Your instructions — Read through the listing, and wherever a line holds the word "VestingBucket", return it.

Supplied material —
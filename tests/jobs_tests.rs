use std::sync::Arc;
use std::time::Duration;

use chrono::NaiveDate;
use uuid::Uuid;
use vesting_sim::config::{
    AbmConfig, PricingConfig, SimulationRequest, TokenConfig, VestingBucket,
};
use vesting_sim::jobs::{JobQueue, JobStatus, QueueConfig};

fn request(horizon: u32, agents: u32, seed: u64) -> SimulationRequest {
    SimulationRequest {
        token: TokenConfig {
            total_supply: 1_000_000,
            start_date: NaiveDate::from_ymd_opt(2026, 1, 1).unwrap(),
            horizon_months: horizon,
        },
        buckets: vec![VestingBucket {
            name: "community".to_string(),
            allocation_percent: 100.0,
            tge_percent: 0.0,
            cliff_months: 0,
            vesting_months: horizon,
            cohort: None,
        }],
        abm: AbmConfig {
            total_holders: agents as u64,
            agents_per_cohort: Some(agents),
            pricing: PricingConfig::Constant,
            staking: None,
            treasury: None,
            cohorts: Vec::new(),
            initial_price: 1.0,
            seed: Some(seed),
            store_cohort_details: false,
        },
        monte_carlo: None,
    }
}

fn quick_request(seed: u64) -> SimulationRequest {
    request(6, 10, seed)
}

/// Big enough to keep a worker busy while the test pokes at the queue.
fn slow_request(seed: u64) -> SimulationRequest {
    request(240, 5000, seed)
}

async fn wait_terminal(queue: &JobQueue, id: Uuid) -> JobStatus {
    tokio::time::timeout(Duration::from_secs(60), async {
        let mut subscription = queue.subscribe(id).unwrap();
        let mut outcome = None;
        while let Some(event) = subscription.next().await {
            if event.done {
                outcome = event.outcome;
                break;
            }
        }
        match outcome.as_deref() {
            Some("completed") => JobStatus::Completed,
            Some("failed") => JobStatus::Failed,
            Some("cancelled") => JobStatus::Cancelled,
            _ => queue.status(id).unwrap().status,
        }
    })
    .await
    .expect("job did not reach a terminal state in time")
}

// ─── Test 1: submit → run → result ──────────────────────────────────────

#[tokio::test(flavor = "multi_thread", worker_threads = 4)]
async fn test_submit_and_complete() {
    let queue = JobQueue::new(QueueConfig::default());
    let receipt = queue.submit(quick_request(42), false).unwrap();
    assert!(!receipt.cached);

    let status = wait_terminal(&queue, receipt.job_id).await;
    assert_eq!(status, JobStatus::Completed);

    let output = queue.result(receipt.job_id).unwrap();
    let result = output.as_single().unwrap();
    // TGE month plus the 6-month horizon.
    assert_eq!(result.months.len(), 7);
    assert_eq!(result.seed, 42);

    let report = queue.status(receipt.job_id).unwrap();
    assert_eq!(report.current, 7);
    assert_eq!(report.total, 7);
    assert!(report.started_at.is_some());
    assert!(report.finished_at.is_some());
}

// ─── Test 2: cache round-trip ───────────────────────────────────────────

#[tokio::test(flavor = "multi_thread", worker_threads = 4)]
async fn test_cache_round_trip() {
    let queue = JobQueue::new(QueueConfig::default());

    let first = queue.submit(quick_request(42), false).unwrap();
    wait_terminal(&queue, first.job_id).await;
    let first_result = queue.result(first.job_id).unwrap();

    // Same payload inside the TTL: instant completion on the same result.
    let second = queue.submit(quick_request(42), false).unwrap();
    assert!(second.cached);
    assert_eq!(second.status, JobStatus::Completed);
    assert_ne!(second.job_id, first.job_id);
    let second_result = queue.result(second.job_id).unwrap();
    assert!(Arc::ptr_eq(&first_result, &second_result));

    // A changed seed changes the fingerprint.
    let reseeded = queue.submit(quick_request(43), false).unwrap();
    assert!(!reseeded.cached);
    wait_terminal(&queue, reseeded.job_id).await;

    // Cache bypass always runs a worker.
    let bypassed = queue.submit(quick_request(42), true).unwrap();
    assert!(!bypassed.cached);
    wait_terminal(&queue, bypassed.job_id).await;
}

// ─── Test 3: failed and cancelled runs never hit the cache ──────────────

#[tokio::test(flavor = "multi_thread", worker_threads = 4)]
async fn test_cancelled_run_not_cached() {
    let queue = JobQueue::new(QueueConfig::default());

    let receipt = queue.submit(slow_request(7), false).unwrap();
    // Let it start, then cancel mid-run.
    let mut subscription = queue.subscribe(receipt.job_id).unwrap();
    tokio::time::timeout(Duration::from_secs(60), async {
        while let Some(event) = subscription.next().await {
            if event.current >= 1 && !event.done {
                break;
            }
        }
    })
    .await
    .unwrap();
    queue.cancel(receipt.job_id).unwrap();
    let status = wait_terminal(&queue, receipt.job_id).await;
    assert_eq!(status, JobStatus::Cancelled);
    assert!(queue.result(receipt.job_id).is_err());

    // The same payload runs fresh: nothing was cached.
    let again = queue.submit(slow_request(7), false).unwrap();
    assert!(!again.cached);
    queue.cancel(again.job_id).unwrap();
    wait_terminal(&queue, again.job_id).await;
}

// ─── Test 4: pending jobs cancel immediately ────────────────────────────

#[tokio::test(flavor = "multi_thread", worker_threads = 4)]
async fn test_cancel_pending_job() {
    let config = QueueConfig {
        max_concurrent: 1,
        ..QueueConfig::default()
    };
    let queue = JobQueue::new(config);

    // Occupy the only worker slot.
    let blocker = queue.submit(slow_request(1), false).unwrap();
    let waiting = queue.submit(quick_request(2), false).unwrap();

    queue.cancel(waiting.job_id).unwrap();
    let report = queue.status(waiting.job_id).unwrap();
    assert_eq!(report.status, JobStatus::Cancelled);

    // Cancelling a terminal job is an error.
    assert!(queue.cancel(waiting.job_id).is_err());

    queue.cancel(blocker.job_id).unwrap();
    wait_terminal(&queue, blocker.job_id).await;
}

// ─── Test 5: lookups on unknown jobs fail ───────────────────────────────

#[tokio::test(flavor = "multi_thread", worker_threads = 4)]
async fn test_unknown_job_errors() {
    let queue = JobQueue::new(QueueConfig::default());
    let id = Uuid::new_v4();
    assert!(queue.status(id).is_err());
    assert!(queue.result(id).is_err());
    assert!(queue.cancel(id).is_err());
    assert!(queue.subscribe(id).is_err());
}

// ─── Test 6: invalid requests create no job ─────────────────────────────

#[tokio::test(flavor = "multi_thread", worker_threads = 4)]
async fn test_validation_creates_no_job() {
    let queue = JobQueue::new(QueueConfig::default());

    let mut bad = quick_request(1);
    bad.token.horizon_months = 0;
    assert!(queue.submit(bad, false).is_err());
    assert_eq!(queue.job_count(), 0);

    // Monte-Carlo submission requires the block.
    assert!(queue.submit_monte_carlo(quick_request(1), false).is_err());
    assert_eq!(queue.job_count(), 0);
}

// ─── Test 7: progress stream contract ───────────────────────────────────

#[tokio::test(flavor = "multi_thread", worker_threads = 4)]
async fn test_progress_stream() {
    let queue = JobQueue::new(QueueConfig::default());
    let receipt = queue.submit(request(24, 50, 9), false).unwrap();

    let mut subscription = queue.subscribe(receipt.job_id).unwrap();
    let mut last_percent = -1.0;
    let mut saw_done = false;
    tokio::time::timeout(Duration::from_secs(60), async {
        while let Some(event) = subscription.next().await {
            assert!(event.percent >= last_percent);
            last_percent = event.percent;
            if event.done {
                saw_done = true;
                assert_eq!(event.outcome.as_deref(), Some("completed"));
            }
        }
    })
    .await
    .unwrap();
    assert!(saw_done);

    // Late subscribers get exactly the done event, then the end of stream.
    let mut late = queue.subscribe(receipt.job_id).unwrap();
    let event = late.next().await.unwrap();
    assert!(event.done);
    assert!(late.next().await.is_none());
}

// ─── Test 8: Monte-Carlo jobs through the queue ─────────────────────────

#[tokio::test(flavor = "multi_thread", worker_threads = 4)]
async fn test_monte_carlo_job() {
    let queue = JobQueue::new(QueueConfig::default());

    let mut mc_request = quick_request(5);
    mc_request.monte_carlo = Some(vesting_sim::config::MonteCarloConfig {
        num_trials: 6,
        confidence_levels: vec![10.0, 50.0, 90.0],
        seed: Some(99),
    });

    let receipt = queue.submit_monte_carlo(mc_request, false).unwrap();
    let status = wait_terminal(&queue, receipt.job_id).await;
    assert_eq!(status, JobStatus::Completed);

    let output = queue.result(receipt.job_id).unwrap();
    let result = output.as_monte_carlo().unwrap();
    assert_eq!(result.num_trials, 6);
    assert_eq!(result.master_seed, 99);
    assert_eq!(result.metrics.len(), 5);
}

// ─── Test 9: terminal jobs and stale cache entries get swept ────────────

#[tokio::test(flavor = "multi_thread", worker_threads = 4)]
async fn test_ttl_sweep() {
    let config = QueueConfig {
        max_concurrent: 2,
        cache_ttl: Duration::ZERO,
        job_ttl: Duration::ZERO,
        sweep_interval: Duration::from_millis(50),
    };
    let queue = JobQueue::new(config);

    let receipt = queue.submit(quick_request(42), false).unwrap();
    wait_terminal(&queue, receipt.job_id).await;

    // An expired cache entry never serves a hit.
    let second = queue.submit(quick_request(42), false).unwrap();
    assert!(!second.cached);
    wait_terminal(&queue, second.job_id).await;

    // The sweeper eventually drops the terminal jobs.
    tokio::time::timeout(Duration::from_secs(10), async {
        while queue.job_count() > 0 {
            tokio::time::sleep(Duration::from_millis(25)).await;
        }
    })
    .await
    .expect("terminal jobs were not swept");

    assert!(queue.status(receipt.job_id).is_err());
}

Answer —
    AbmConfig, PricingConfig, SimulationRequest, TokenConfig, VestingBucket,
        buckets: vec![VestingBucket {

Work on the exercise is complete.